Multiple languages documents

Gerardo_Zenobi · July 18, 2022, 10:57am

Hi there

Context

Within a particular engine I will have documents in multiple languages. e.g

Document 1 -> english
Document 2 -> french
Document 3 -> slovenian
...

At the same time, each of those documents could be translated to multiple languages

Document 1 translated to: spanish and swedish
Document 2 translated to: english and vietnamese
Document 3 translated to: english and polish
...

An example document outline for document 1 with search fields being name and description:

{
  "_id": "62d52bd7e82",
  "author":"Gerardo Zenobi",

  "lang":"en",
  "name":"A Course in English",
  "description":"<p><span style=\"color: #000000;\">Welcome to our organization!
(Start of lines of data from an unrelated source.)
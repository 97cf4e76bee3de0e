use std::path::Path;

use anyhow::{anyhow, Context};
use rotoscope_core::Engine;
use serde_json::{json, Value};

const USAGE: &str = "Usage: rotoscope-lsp --evaluate <trace.csv> <source-file> <line> <character>\n  \
    <line>       0-based line in <source-file>\n  \
    <character>  0-based character offset within that line";

/// `--evaluate` probe: resolve one position against a trace and print JSON
/// instead of starting the server. Returns `Ok(None)` when not requested.
pub(crate) fn try_cli_evaluate() -> anyhow::Result<Option<String>> {
    let args: Vec<String> = std::env::args().collect();
    let Some(i) = args.iter().position(|a| a == "--evaluate") else {
        return Ok(None);
    };

    let operands: Vec<&String> = args[i + 1..].iter().filter(|a| !a.starts_with("--")).collect();
    let [trace, source, line, character] = operands.as_slice() else {
        return Err(anyhow!(USAGE));
    };
    let line: u32 = line.parse().with_context(|| format!("Invalid line '{}'\n{}", line, USAGE))?;
    let character: usize = character
        .parse()
        .with_context(|| format!("Invalid character '{}'\n{}", character, USAGE))?;

    let output = evaluate_probe(Path::new(trace.as_str()), Path::new(source.as_str()), line, character)?;
    Ok(Some(serde_json::to_string_pretty(&output)?))
}

/// Load `trace`, read `line` of `source` and resolve the cursor at `character`
/// (a char offset). The source's file name is the call-site key, as in the
/// editor.
pub fn evaluate_probe(trace: &Path, source: &Path, line: u32, character: usize) -> anyhow::Result<Value> {
    let engine = Engine::new();
    let summary = engine.seed(trace)?;

    let content =
        std::fs::read_to_string(source).with_context(|| format!("Failed to read file '{}'", source.display()))?;
    let text = content
        .split('\n')
        .nth(line as usize)
        .map(|l| l.strip_suffix('\r').unwrap_or(l))
        .ok_or_else(|| anyhow!("'{}' has no line {}", source.display(), line))?;
    let filepath = source
        .file_name()
        .map(|n| n.to_string_lossy().into_owned())
        .ok_or_else(|| anyhow!("'{}' has no file name", source.display()))?;

    let resolution = engine.resolve(&filepath, text, line, character);
    Ok(json!({
        "filepath": filepath,
        "line": line,
        "character": character,
        "trace": summary,
        "token": resolution.token,
        "probe": resolution.probe,
        "evaluations": resolution.evaluations,
    }))
}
Enjoy your training.</span></p>",

  "translations":[
    {
      "lang":"es",
      "name":"Un curso en Español",
      "description":"<p>Bienvenidos a nuestra organizaci&oacute;n!&nbsp; Disfruten su entrenamiento.</p>"
    },
    {
      "lang":"sv",
      "description":"<p>V&auml;lkommen till v&aring;r organisation! Njut av din utbildning.</p>",
      "name":"En kurs i svenska"
    }
  ],
  "skills":[ "Onboarding" ]
}

Question

As users will search in different languages, given their mother tongue for example, I would like for this content to be surfaced accordingly: how should I model / configure this ?

Carlos_D · July 18, 2022, 11:08am

Hi @Gerardo_Zenobi !

The usual way to deal with multiple languages is:

Create a separate Engine for each language, with the corresponding language optimization.
Ingest each document translation into the corresponding language Engine.
Use Meta Engines to create a new Engine with all the previous engines as source engines.
Perform searching using the newly created Meta Engine.
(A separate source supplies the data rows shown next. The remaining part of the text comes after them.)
use std::path::{Path, PathBuf};

use serde::Deserialize;
use serde_json::Value;
use tower_lsp::lsp_types::ConfigurationItem;
use tracing::{debug, warn};

use super::state::RotoscopeLanguageServer;

/// Client configuration section holding the server settings.
pub const CONFIG_SECTION: &str = "rotoscope";

/// Trace export looked up in the workspace root when no path is configured.
pub const DEFAULT_TRACE_FILE: &str = ".rotoscope";

#[derive(Debug, Clone, PartialEq)]
pub struct ServerConfig {
    pub trace_path: Option<PathBuf>,
    pub show_caller: bool,
}

impl Default for ServerConfig {
    fn default() -> Self {
        Self {
            trace_path: None,
            show_caller: true,
        }
    }
}

#[derive(Debug, Clone, Deserialize, Default)]
#[serde(rename_all = "camelCase")]
struct RotoscopeConfigSection {
    #[serde(default)]
    path_to_rotoscope_export: Option<String>,
    #[serde(default)]
    hover: HoverConfig,
}

#[derive(Debug, Clone, Deserialize, Default)]
#[serde(rename_all = "camelCase")]
struct HoverConfig {
    #[serde(default)]
    show_caller: Option<bool>,
}

impl ServerConfig {
    /// Build a config from a settings object. Accepts either the section itself
    /// or an object wrapping it under `rotoscope`. Returns `None` when the value
    /// is not a settings object.
    pub fn from_settings(value: &Value) -> Option<Self> {
        let section = value.get(CONFIG_SECTION).unwrap_or(value);
        if !section.is_object() {
            return None;
        }
        let cfg: RotoscopeConfigSection = serde_json::from_value(section.clone()).ok()?;

        let defaults = ServerConfig::default();
        Some(ServerConfig {
            trace_path: cfg
                .path_to_rotoscope_export
                .filter(|p| !p.trim().is_empty())
                .map(PathBuf::from),
            show_caller: cfg.hover.show_caller.unwrap_or(defaults.show_caller),
        })
    }

    /// Trace export to load: the configured path (relative paths resolve
    /// against `root`), else `.rotoscope` in `root`.
    pub fn resolve_trace_path(&self, root: Option<&Path>) -> Option<PathBuf> {
        match (&self.trace_path, root) {
            (Some(path), _) if path.is_absolute() => Some(path.clone()),
            (Some(path), Some(root)) => Some(root.join(path)),
            (Some(path), None) => Some(path.clone()),
            (None, Some(root)) => Some(root.join(DEFAULT_TRACE_FILE)),
            (None, None) => None,
        }
    }
}

impl RotoscopeLanguageServer {
    /// Pull the `rotoscope` section from the client, then reload the trace.
    pub(crate) async fn load_config(&self) {
        let items = vec![ConfigurationItem {
            scope_uri: None,
            section: Some(CONFIG_SECTION.to_string()),
        }];

        match self.client.configuration(items).await {
            Ok(values) => {
                if let Some(val) = values.into_iter().next() {
                    self.apply_settings(&val);
                }
            }
            Err(err) => debug!("client did not answer workspace/configuration: {}", err),
        }
        self.reseed().await;
    }

    /// Store settings pushed by the client. Values that are not settings
    /// objects (e.g. `null`) leave the current config untouched.
    pub(crate) fn apply_settings(&self, value: &Value) -> bool {
        let Some(config) = ServerConfig::from_settings(value) else {
            return false;
        };
        match self.config.lock() {
            Ok(mut guard) => {
                *guard = config;
                true
            }
            Err(_) => {
                warn!("server config lock poisoned; settings ignored");
                false
            }
        }
    }

    pub(crate) fn current_config(&self) -> ServerConfig {
        self.config.lock().map(|c| c.clone()).unwrap_or_default()
    }
}
use std::path::PathBuf;
use std::sync::{Arc, Mutex};

use dashmap::DashMap;
use ropey::Rope;
use rotoscope_core::{Engine, TraceIndex};
use tokio::task;
use tower_lsp::lsp_types::{MessageType, Url};
use tower_lsp::Client;
use tracing::{debug, info, warn};

use super::config::ServerConfig;

/// In-memory copy of an open Ruby document.
#[derive(Debug, Default)]
pub(crate) struct Document {
    pub(crate) content: Rope,
    pub(crate) version: i32,
}

/// Primary LSP server state shared across handlers.
pub(crate) struct RotoscopeLanguageServer {
    pub(crate) client: Client,
    pub(crate) documents: Arc<DashMap<Url, Document>>,
    pub(crate) engine: Arc<Engine>,
    pub(crate) config: Mutex<ServerConfig>,
    pub(crate) workspace_root: Mutex<Option<PathBuf>>,
}

impl RotoscopeLanguageServer {
    pub(crate) fn new(client: Client) -> Self {
        Self::with_engine(client, Arc::new(Engine::new()))
    }

    pub(crate) fn with_engine(client: Client, engine: Arc<Engine>) -> Self {
        Self {
            client,
            documents: Arc::new(DashMap::new()),
            engine,
            config: Mutex::new(ServerConfig::default()),
            workspace_root: Mutex::new(None),
        }
    }

    pub(crate) fn set_workspace_root(&self, root: Option<PathBuf>) {
        if let Ok(mut guard) = self.workspace_root.lock() {
            *guard = root;
        }
    }

    fn trace_path(&self) -> Option<PathBuf> {
        let root = self.workspace_root.lock().ok().and_then(|g| g.clone());
        self.current_config().resolve_trace_path(root.as_deref())
    }

    /// Rebuild the engine's index from the configured trace export.
    pub(crate) async fn reseed(&self) {
        let Some(path) = self.trace_path() else {
            warn!("no trace export configured and no workspace root; hover disabled");
            return;
        };
        self.reseed_from(path).await;
    }

    /// Load `path` on a blocking thread and install it unless a later reload
    /// started in the meantime. Hovers keep using the previous index until
    /// the new one is complete.
    pub(crate) async fn reseed_from(&self, path: PathBuf) {
        let generation = self.engine.begin_seed();
        let load_path = path.clone();
        let outcome = task::spawn_blocking(move || TraceIndex::load(&load_path)).await;

        match outcome {
            Ok(Ok((index, summary))) => {
                if !self.engine.replace_index_if_current(generation, index) {
                    debug!(path = %path.display(), "discarding trace load superseded by a newer one");
                    return;
                }
                let message = format!(
                    "Rotoscope: loaded {} calls at {} call sites from {}",
                    summary.rows,
                    summary.call_sites,
                    path.display()
                );
                info!("{}", message);
                if summary.skipped > 0 {
                    warn!(skipped = summary.skipped, "trace export contained malformed rows");
                }
                let _ = self.client.log_message(MessageType::INFO, message).await;
            }
            Ok(Err(err)) => {
                let message = format!("Rotoscope: {:#}", err);
                warn!("{}", message);
                let _ = self.client.log_message(MessageType::WARNING, message).await;
            }
            Err(err) => warn!("trace loader task failed: {}", err),
        }
    }
}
That should give you both flexibility in terms of having a separate Engine per language (and users could select a specific language / Engine if needed be), as well as the best search experience for different languages (as each Engine will be tailored to a specific language settings).

Gerardo_Zenobi · July 18, 2022, 1:47pm

Thanks for the rapid response @Carlos_D !

I see some potential problems with this approach:

maintaining that solution could be somewhat complex (dynamically adding engines via the API, modifying the meta engine, keeping up-to-date relevance tuning in all engines, ...)
- maybe creating all engines beforehand and configuring tunning only on the meta engine would alliviate this pain ?
possibly less performant ? (Instead of just querying 1 engine ?)
we have to support more languages than those supported by the language optimized engines.
- do we need to put all the non supported documents and/or translations in a universal engine that would also be part of the meta-engine ?

Would there be another approach that would produce good results ? (see my last paragraph about only having 1 universal engine)

In any case, we always need to treat the translations as first class documents correct (we can't search in nested content in a different language ?). E.g. if I were to only use 1 universal engine, I would have to duplicate each document per each translation it has, is that correct ? ( document 1 from the example above would have to be indexed as 3 documents <english, spanish and swedish>)

Carlos_D · July 18, 2022, 4:56pm

if I were to only use 1 universal engine, I would have to duplicate each document per each translation it has, is that correct ?

That is one way of doing it; another would be to create different fields in each of the document for each translation (that is, content_en, content_es, content_de, etc) and avoid duplication. That way, duplicate results will not be possible when searching for content that is the same in different languages (like location names, part numbers, or any other language-agnostic content)

We tend to recommend the duplication and specific engine approach for multi-language documents, as it is the most flexible and tuneable of the two.

maybe creating all engines beforehand and configuring tunning only on the meta engine would alliviate this pain ?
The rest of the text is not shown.